President-elect Joe Biden, President Trump, National Institute of Allergy and Infectious Diseases Director Anthony Fauci and others are all on the shortlist to be named Time magazine’s Person of the Year.
The distinction, which points to “an individual but sometimes multiple people who greatly impacted the country and world during the calendar year,” has been named since 1927, according to the magazine.
Biden, Trump and Fauci are all in the running this year, as are “front-line health care workers” serving amid the ongoing coronavirus pandemic and the “movement for racial justice” that erupted in the wake of the police killing of George Floyd earlier this year.
Time magazine Editor-in-Chief Edward Felsenthal told the “Today” show on Thursday that 2020 was “the hardest year” that he has been involved in choosing the distinction.
“So many massive stories all over the world, racial justice, the pandemic, presidential elections, wildfires, a really, really challenging year to make this call,” Felsenthal said.
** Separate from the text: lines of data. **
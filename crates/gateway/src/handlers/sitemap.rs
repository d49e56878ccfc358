//! Cached sitemap pages

use axum::{
    extract::{Path, State},
    response::Response,
};

use super::xml_response;
use crate::AppState;
use zenodo_common::{
    errors::{AppError, Result},
    sitemap,
};

/// `sitemap.xml` is the index, `sitemap<n>.xml` page n
fn page_number(file: &str) -> Option<usize> {
    let middle = file.strip_prefix("sitemap")?.strip_suffix(".xml")?;
    if middle.is_empty() {
        Some(0)
    } else {
        middle.parse().ok().filter(|n| *n > 0)
    }
}

pub async fn serve(State(state): State<AppState>, Path(file): Path<String>) -> Result<Response> {
    let page = page_number(&file).ok_or_else(|| AppError::not_found("page", &file))?;
    let xml = sitemap::page(&state.services.cache, page)
        .await?
        .ok_or_else(|| AppError::not_found("sitemap", &file))?;
    Ok(xml_response(xml))
}
//! License knowledge base entries

use sea_orm::entity::prelude::*;
use serde::{Deserialize, Serialize};

#[derive(Clone, Debug, PartialEq, Eq, DeriveEntityModel, Serialize, Deserialize)]
#[sea_orm(table_name = "licenses")]
pub struct Model {
    #[sea_orm(primary_key, auto_increment = false)]
    pub id: String,

    #[sea_orm(column_type = "Text")]
    pub title: String,

    pub url: Option<String>,

    /// Conforms to the Open Definition
    pub is_open: bool,
}

#[derive(Copy, Clone, Debug, EnumIter, DeriveRelation)]
pub enum Relation {}

impl ActiveModelBehavior for ActiveModel {}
Felsenthal noted Biden’s “historic win” in the race for the White House against Trump, in which he won “more popular votes than any president in history,” as well as Biden’s “very different message than we’ve seen the last four years emphasizing empathy and unity.”
The editor said Trump, who was named the 2016 Person of the Year, is “still very much in control of the Republican Party” and noted that he’s “changed so many norms throughout his term.”
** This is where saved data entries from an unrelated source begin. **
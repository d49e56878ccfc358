//! Search patterns of derived OAI sets
//!
//! A small boolean query language: `field:value` terms (dotted field paths,
//! quoted values, trailing `*` wildcard), `AND`/`OR`/`NOT`, parentheses and
//! implicit AND between adjacent terms.

use crate::errors::{AppError, Result};
use serde_json::{json, Value};
use std::fmt;

#[derive(Debug, Clone, PartialEq, Eq)]
pub enum Query {
    Term { field: String, value: String },
    And(Box<Query>, Box<Query>),
    Or(Box<Query>, Box<Query>),
    Not(Box<Query>),
}

impl Query {
    pub fn term(field: impl Into<String>, value: impl Into<String>) -> Self {
        Query::Term {
            field: field.into(),
            value: value.into(),
        }
    }

    pub fn parse(input: &str) -> Result<Self> {
        let tokens = tokenize(input)?;
        let mut parser = Parser { tokens, pos: 0 };
        let query = parser.or()?;
        if parser.pos != parser.tokens.len() {
            return Err(invalid(input, "unexpected trailing input"));
        }
        Ok(query)
    }

    /// Evaluate against record JSON
    pub fn matches(&self, record: &Value) -> bool {
        match self {
            Query::Term { field, value } => {
                let mut found = Vec::new();
                collect(record, &field.split('.').collect::<Vec<_>>(), &mut found);
                found.iter().any(|candidate| value_matches(value, candidate))
            }
            Query::And(a, b) => a.matches(record) && b.matches(record),
            Query::Or(a, b) => a.matches(record) || b.matches(record),
            Query::Not(q) => !q.matches(record),
        }
    }

    /// Lower to the search backend's boolean DSL
    pub fn to_dsl(&self) -> Value {
        match self {
            Query::Term { field, value } => match value.strip_suffix('*') {
                Some(prefix) => json!({"prefix": {field: prefix}}),
                None => json!({"term": {field: value}}),
            },
            Query::And(a, b) => json!({"bool": {"must": [a.to_dsl(), b.to_dsl()]}}),
            Query::Or(a, b) => json!({"bool": {"should": [a.to_dsl(), b.to_dsl()], "minimum_should_match": 1}}),
            Query::Not(q) => json!({"bool": {"must_not": [q.to_dsl()]}}),
        }
    }
}

impl fmt::Display for Query {
    fn fmt(&self, f: &mut fmt::Formatter<'_>) -> fmt::Result {
        match self {
            Query::Term { field, value } if value.contains(char::is_whitespace) => {
                write!(f, "{}:\"{}\"", field, value)
            }
            Query::Term { field, value } => write!(f, "{}:{}", field, value),
            Query::And(a, b) => write!(f, "({} AND {})", a, b),
            Query::Or(a, b) => write!(f, "({} OR {})", a, b),
            Query::Not(q) => write!(f, "NOT {}", q),
        }
    }
}

fn value_matches(pattern: &str, candidate: &str) -> bool {
    match pattern.strip_suffix('*') {
        Some(prefix) => candidate.starts_with(prefix),
        None => candidate == pattern,
    }
}

fn collect<'a>(value: &'a Value, path: &[&str], out: &mut Vec<String>) {
    match value {
        Value::Array(items) => items.iter().for_each(|item| collect(item, path, out)),
        _ if path.is_empty() => match value {
            Value::String(s) => out.push(s.clone()),
            Value::Number(n) => out.push(n.to_string()),
            Value::Bool(b) => out.push(b.to_string()),
            _ => {}
        },
        Value::Object(obj) => {
            if let Some(next) = obj.get(path[0]) {
                collect(next, &path[1..], out);
            }
        }
        _ => {}
    }
}

fn invalid(input: &str, reason: &str) -> AppError {
    AppError::Validation {
        message: format!("Invalid search pattern '{}': {}", input, reason),
        field: Some("search_pattern".into()),
    }
}

// ============================================================================
// Tokenizer & parser
// ============================================================================

#[derive(Debug, Clone, PartialEq)]
enum Token {
    Open,
    Close,
    And,
    Or,
    Not,
    Term(String, String),
}

fn tokenize(input: &str) -> Result<Vec<Token>> {
    let mut tokens = Vec::new();
    let mut chars = input.chars().peekable();

    while let Some(&c) = chars.peek() {
        match c {
            c if c.is_whitespace() => {
                chars.next();
            }
            '(' => {
                chars.next();
                tokens.push(Token::Open);
            }
            ')' => {
                chars.next();
                tokens.push(Token::Close);
            }
            '-' => {
                chars.next();
                tokens.push(Token::Not);
            }
            _ => {
                let mut word = String::new();
                let mut value: Option<String> = None;
                while let Some(&c) = chars.peek() {
                    if c.is_whitespace() || c == '(' || c == ')' {
                        break;
                    }
                    chars.next();
                    match (&mut value, c) {
                        (None, ':') => value = Some(String::new()),
                        (Some(v), '"') if v.is_empty() => {
                            for c in chars.by_ref() {
                                if c == '"' {
                                    break;
                                }
                                v.push(c);
                            }
                            if v.is_empty() {
                                return Err(invalid(input, "empty quoted value"));
                            }
                        }
                        (Some(v), c) => v.push(c),
                        (None, c) => word.push(c),
                    }
                }

                match (word.as_str(), value) {
                    ("AND", None) => tokens.push(Token::And),
                    ("OR", None) => tokens.push(Token::Or),
                    ("NOT", None) => tokens.push(Token::Not),
                    (field, Some(value)) if !field.is_empty() && !value.is_empty() => {
                        tokens.push(Token::Term(field.to_string(), value))
                    }
                    _ => return Err(invalid(input, &format!("expected field:value, got '{}'", word))),
                }
            }
        }
    }

    if tokens.is_empty() {
        return Err(invalid(input, "empty pattern"));
    }
    Ok(tokens)
}

struct Parser {
    tokens: Vec<Token>,
    pos: usize,
}

impl Parser {
    fn peek(&self) -> Option<&Token> {
        self.tokens.get(self.pos)
    }

    fn error(&self, reason: &str) -> AppError {
        AppError::Validation {
            message: format!("Invalid search pattern at token {}: {}", self.pos, reason),
            field: Some("search_pattern".into()),
        }
    }

    fn or(&mut self) -> Result<Query> {
        let mut left = self.and()?;
        while self.peek() == Some(&Token::Or) {
            self.pos += 1;
            let right = self.and()?;
            left = Query::Or(Box::new(left), Box::new(right));
        }
        Ok(left)
    }

    fn and(&mut self) -> Result<Query> {
        let mut left = self.unary()?;
        loop {
            match self.peek() {
                Some(Token::And) => {
                    self.pos += 1;
                }
                Some(Token::Term(..)) | Some(Token::Open) | Some(Token::Not) => {}
                _ => return Ok(left),
            }
            let right = self.unary()?;
            left = Query::And(Box::new(left), Box::new(right));
        }
    }

    fn unary(&mut self) -> Result<Query> {
        match self.peek().cloned() {
            Some(Token::Not) => {
                self.pos += 1;
                Ok(Query::Not(Box::new(self.unary()?)))
            }
            Some(Token::Open) => {
                self.pos += 1;
                let inner = self.or()?;
                if self.peek() != Some(&Token::Close) {
                    return Err(self.error("missing closing parenthesis"));
                }
                self.pos += 1;
                Ok(inner)
            }
            Some(Token::Term(field, value)) => {
                self.pos += 1;
                Ok(Query::Term { field, value })
            }
            _ => Err(self.error("expected a term")),
        }
    }
}

#[cfg(test)]
mod tests {
    use super::*;

    #[test]
    fn test_parse_precedence() {
        let q = Query::parse("a:1 OR b:2 AND NOT c:3").unwrap();
        assert_eq!(
            q,
            Query::Or(
                Box::new(Query::term("a", "1")),
                Box::new(Query::And(
                    Box::new(Query::term("b", "2")),
                    Box::new(Query::Not(Box::new(Query::term("c", "3"))))
                ))
            )
        );
    }

    #[test]
    fn test_parse_grouping_quotes_and_implicit_and() {
        let q = Query::parse(r#"(communities:c1 OR communities:c2) title:"open data" -access_right:closed"#)
            .unwrap();
        assert_eq!(
            q.to_string(),
            r#"(((communities:c1 OR communities:c2) AND title:"open data") AND NOT access_right:closed)"#
        );
    }

    #[test]
    fn test_parse_errors() {
        assert!(Query::parse("").is_err());
        assert!(Query::parse("(a:1").is_err());
        assert!(Query::parse("justaword").is_err());
        assert!(Query::parse("a:1 OR").is_err());
    }

    #[test]
    fn test_matches_paths_lists_and_wildcards() {
        let record = serde_json::json!({
            "communities": ["c1", "ecfunded"],
            "resource_type": {"type": "publication", "subtype": "article"},
            "grants": [{"funder": {"acronym": "EC"}}],
            "recid": 12
        });

        assert!(Query::parse("communities:c1").unwrap().matches(&record));
        assert!(Query::parse("resource_type.type:publication AND grants.funder.acronym:EC")
            .unwrap()
            .matches(&record));
        assert!(Query::parse("resource_type.subtype:art*").unwrap().matches(&record));
        assert!(Query::parse("recid:12").unwrap().matches(&record));
        assert!(!Query::parse("NOT communities:ecfunded").unwrap().matches(&record));
        assert!(!Query::parse("communities:c2").unwrap().matches(&record));
    }

    #[test]
    fn test_to_dsl() {
        let dsl = Query::parse("a:1 AND NOT b:x*").unwrap().to_dsl();
        assert_eq!(
            dsl,
            serde_json::json!({"bool": {"must": [
                {"term": {"a": "1"}},
                {"bool": {"must_not": [{"prefix": {"b": "x"}}]}}
            ]}})
        );
    }
}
He added that the protests calling for racial justice and widespread policing reforms were “by some measures the largest mass protest in U.S. history,” and called the coronavirus pandemic a “once-in-a-century story.”
Essential workers, including nurses, doctors, delivery people, grocery store employees and others, won Time Magazine’s 2020 Person of the Year reader poll.
17-year-old climate activist Greta Thunberg was named Time’s Person of the Year in 2019. The 2020 Person of the Year will be announced during an NBC broadcast special at 10 p.m. ET.